The summons traces back to a legal confrontation earlier this decade between ArcelorMittal and the government of Italy that occurred when their Invitalia joint venture to run ADI (formerly known as Ilva) ended when the government placed the ADI assets into bankruptcy administration in 2024.
At that time, ArcelorMittal accused government-affiliated Invitalia entities of “delivering less than one-third of the 2 billion euros ($2.38 billion)” ArcelorMittal says had been pledged to Invitalia.
“When we were not able to agree on acceptable terms, we also offered to sell our shareholding in ADI to Invitalia [but] the discussions, despite ArcelorMittal’s best efforts, were not successful,” the steelmaker said at that time.
Now, ArcelorMittal says it sees “no factual nor legal basis for this claim and will defend its position vigorously before all the competent venues.”

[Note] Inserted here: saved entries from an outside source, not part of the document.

// Copyright 2026 QubitOS Contributors
// SPDX-License-Identifier: Apache-2.0

//! Error types for the cooling simulator.

use std::fmt;

/// Result type alias for simulator operations.
pub type Result<T> = std::result::Result<T, Error>;

/// Simulator error types.
#[derive(Debug)]
pub enum Error {
    /// Invalid or mismatched Hilbert-space dimensions
    Dimension(String),
    /// Numerical breakdown while evolving a state
    Integration(IntegrationError),
    /// Non-physical or malformed configuration
    Configuration(ValidationError),
    /// Ensemble run stopped by a cancellation request
    Cancelled,
    /// IO error
    Io(std::io::Error),
    /// Serialization error
    Serialization(String),
}

impl fmt::Display for Error {
    fn fmt(&self, f: &mut fmt::Formatter<'_>) -> fmt::Result {
        match self {
            Error::Dimension(msg) => write!(f, "Dimension error: {}", msg),
            Error::Integration(e) => write!(f, "Integration error: {}", e),
            Error::Configuration(e) => write!(f, "Configuration error: {}", e),
            Error::Cancelled => write!(f, "Run cancelled"),
            Error::Io(e) => write!(f, "IO error: {}", e),
            Error::Serialization(msg) => write!(f, "Serialization error: {}", msg),
        }
    }
}

impl std::error::Error for Error {
    fn source(&self) -> Option<&(dyn std::error::Error + 'static)> {
        match self {
            Error::Io(e) => Some(e),
            Error::Integration(e) => Some(e),
            Error::Configuration(e) => Some(e),
            _ => None,
        }
    }
}

impl From<std::io::Error> for Error {
    fn from(e: std::io::Error) -> Self {
        Error::Io(e)
    }
}

impl From<IntegrationError> for Error {
    fn from(e: IntegrationError) -> Self {
        Error::Integration(e)
    }
}

impl From<ValidationError> for Error {
    fn from(e: ValidationError) -> Self {
        Error::Configuration(e)
    }
}

impl From<serde_yaml::Error> for Error {
    fn from(e: serde_yaml::Error) -> Self {
        Error::Serialization(e.to_string())
    }
}

impl From<serde_json::Error> for Error {
    fn from(e: serde_json::Error) -> Self {
        Error::Serialization(e.to_string())
    }
}

/// Numerical failures raised by the trajectory and master-equation integrators.
#[derive(Debug, Clone)]
pub enum IntegrationError {
    /// Ket norm fell to (numerically) zero before renormalization
    NormCollapse { time: f64, norm: f64 },
    /// A step produced NaN or infinite amplitudes
    NonFinite { time: f64 },
    /// The propagator for a step could not be formed
    SingularPropagator { time: f64 },
    /// Every attempt of a trajectory failed
    RetriesExhausted {
        trajectory: usize,
        attempts: usize,
        last: Box<IntegrationError>,
    },
}

impl IntegrationError {
    /// True for the per-step failures that a fresh random stream may avoid.
    pub fn is_retryable(&self) -> bool {
        !matches!(self, IntegrationError::RetriesExhausted { .. })
    }
}

impl fmt::Display for IntegrationError {
    fn fmt(&self, f: &mut fmt::Formatter<'_>) -> fmt::Result {
        match self {
            IntegrationError::NormCollapse { time, norm } => {
                write!(f, "State norm collapsed to {:.3e} at t={}", norm, time)
            }
            IntegrationError::NonFinite { time } => {
                write!(f, "Non-finite amplitudes at t={}", time)
            }
            IntegrationError::SingularPropagator { time } => {
                write!(f, "Singular Padé denominator building propagator at t={}", time)
            }
            IntegrationError::RetriesExhausted {
                trajectory,
                attempts,
                last,
            } => {
                write!(
                    f,
                    "Trajectory {} failed after {} attempts: {}",
                    trajectory, attempts, last
                )
            }
        }
    }
}

impl std::error::Error for IntegrationError {}

/// Validation errors.
#[derive(Debug, Clone)]
pub enum ValidationError {
    /// Field validation failed
    Field { field: String, message: String },
    /// Physics constraint violated
    PhysicsConstraint(String),
}

impl ValidationError {
    pub(crate) fn field(field: &str, message: impl Into<String>) -> Self {
        ValidationError::Field {
            field: field.into(),
            message: message.into(),
        }
    }
}

impl fmt::Display for ValidationError {
    fn fmt(&self, f: &mut fmt::Formatter<'_>) -> fmt::Result {
        match self {
            ValidationError::Field { field, message } => {
                write!(f, "Field '{}': {}", field, message)
            }
            ValidationError::PhysicsConstraint(msg) => {
                write!(f, "Physics constraint violated: {}", msg)
            }
        }
    }
}

impl std::error::Error for ValidationError {}

#[cfg(test)]
mod tests {
    use super::*;
    use std::error::Error as StdError;

    // =========================================================================
    // Display
    // =========================================================================

    #[test]
    fn test_error_display_dimension() {
        let e = Error::Dimension("cavity levels must be >= 1".into());
        assert_eq!(e.to_string(), "Dimension error: cavity levels must be >= 1");
    }

    #[test]
    fn test_error_display_integration() {
        let e = Error::Integration(IntegrationError::NonFinite { time: 1.5 });
        assert_eq!(
            e.to_string(),
            "Integration error: Non-finite amplitudes at t=1.5"
        );
    }

    #[test]
    fn test_error_display_configuration() {
        let e = Error::Configuration(ValidationError::field("kappa", "must be >= 0"));
        assert_eq!(
            e.to_string(),
            "Configuration error: Field 'kappa': must be >= 0"
        );
    }

    #[test]
    fn test_error_display_cancelled() {
        assert_eq!(Error::Cancelled.to_string(), "Run cancelled");
    }

    #[test]
    fn test_retries_exhausted_display_nests_cause() {
        let e = IntegrationError::RetriesExhausted {
            trajectory: 7,
            attempts: 3,
            last: Box::new(IntegrationError::NonFinite { time: 2.0 }),
        };
        assert_eq!(
            e.to_string(),
            "Trajectory 7 failed after 3 attempts: Non-finite amplitudes at t=2"
        );
    }

    #[test]
    fn test_physics_constraint_display() {
        let e = ValidationError::PhysicsConstraint("negative rate".into());
        assert_eq!(e.to_string(), "Physics constraint violated: negative rate");
    }

    // =========================================================================
    // source() and From impls
    // =========================================================================

    #[test]
    fn test_error_source() {
        assert!(Error::Io(std::io::Error::other("disk")).source().is_some());
        assert!(Error::Integration(IntegrationError::NonFinite { time: 0.0 })
            .source()
            .is_some());
        assert!(Error::Dimension("x".into()).source().is_none());
        assert!(Error::Cancelled.source().is_none());
    }

    #[test]
    fn test_from_integration_error() {
        let e: Error = IntegrationError::NormCollapse {
            time: 0.1,
            norm: 0.0,
        }
        .into();
        assert!(matches!(
            e,
            Error::Integration(IntegrationError::NormCollapse { .. })
        ));
    }

    #[test]
    fn test_from_validation_error() {
        let e: Error = ValidationError::PhysicsConstraint("x".into()).into();
        assert!(matches!(e, Error::Configuration(_)));
    }

    #[test]
    fn test_from_serde_yaml_error() {
        let yaml_err = serde_yaml::from_str::<serde_yaml::Value>("{{{{").unwrap_err();
        let e: Error = yaml_err.into();
        assert!(matches!(e, Error::Serialization(_)));
    }

    #[test]
    fn test_from_serde_json_error() {
        let json_err = serde_json::from_str::<serde_json::Value>("{bad}").unwrap_err();
        let e: Error = json_err.into();
        assert!(matches!(e, Error::Serialization(_)));
    }

    #[test]
    fn test_retryable() {
        assert!(IntegrationError::NonFinite { time: 0.0 }.is_retryable());
        assert!(!IntegrationError::RetriesExhausted {
            trajectory: 0,
            attempts: 1,
            last: Box::new(IntegrationError::NonFinite { time: 0.0 }),
        }
        .is_retryable());
    }
}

Continues the steel producer “ArcelorMittal categorically rejects any and all allegations set out in the claim, including, but not limited to, allegations that it induced ADI’s directors and local management to engage in acts of mismanagement as part of a ‘unified’ strategy to run down the plants, ‘destroy’ ADI and its business, and ultimately ‘loot’ profits out of Italy, causing ADI damages of approximately 7 billion euros ($8.3 billion).”
Instead, says ArcelorMittal, it “has a strong history of rehabilitating underperforming assets” and in the case of ADI had “fulfilled all of its obligations.”
The global steel producer says in Italy it was “required to operate in a context that, soon after completion of the transaction, became profoundly affected by an adversarial attitude and willful acts and omissions on the part of Invitalia and Ilva as well as omissions and illegitimate legislative interventions by the Italian government.”
Those actions include one in 2019, less than a year after ArcelorMittal had commenced leasing the business units, through which “the Italian government removed legal protections that were necessary for ArcelorMittal to implement the environmental plan without risk of criminal liability stemming from the status of the plants,” says the steelmaker.